Once CMD_T_STOP is cleared, target_core_tmr.c will drop both the
outstanding references to se_cmd->cmd_kref, as well as it's own
reference obtained by __target_check_io_state().

The second order issue, which is what complicates things with the
existing code, is that any of the above first order cases can occur and
block waiting for CMD_T_STOP to be cleared at the _same time_ while the
associated fabric driver se_session is being shutdown, and sets
CMD_T_FABRIC_STOP on all the se_session's se_cmd descriptors.

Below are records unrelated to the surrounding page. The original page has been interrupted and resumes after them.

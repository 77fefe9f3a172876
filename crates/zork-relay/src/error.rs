//! Relay error types.

use std::time::Duration;

use crate::endpoint::Role;

/// Errors that terminate a relay session.
///
/// An orderly peer close is not an error; it ends the session through
/// [`crate::Termination`].
#[derive(Debug, thiserror::Error)]
pub enum RelayError {
    #[error("Failed to connect to {role} at {addr}: {source}")]
    ConnectFailed {
        role: Role,
        addr: String,
        #[source]
        source: std::io::Error,
    },

    #[error("Timed out after {timeout:?} connecting to {role} at {addr}")]
    ConnectTimeout {
        role: Role,
        addr: String,
        timeout: Duration,
    },

    #[error("Read from {role} failed: {source}")]
    Read {
        role: Role,
        #[source]
        source: std::io::Error,
    },

    #[error("Write to {role} failed: {source}")]
    Write {
        role: Role,
        #[source]
        source: std::io::Error,
    },

    #[error("Bad framing from {role}: {source}")]
    Framing {
        role: Role,
        #[source]
        source: zork_core::Error,
    },

    #[error("Reading passthrough input failed: {0}")]
    Stdin(#[source] std::io::Error),

    #[error("Invalid configuration: {0}")]
    Config(#[source] zork_core::Error),
}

The session shutdown can happen explicitly by the fabric driver, or by a
session reinstatement event (with iscsi-target for example) when a host
doesn't get a TMR response due to backend I/O not being completed for an
extended amount of time.

The dynamic interaction of the first and second order issues here is
what has taken us a long time to get right in upstream code, and which
has been stable for end-users the past year since the advent of commit
0f4a94316.

So with that additional context about how/why things work as they do
today in mainline code, my comments are inline below. 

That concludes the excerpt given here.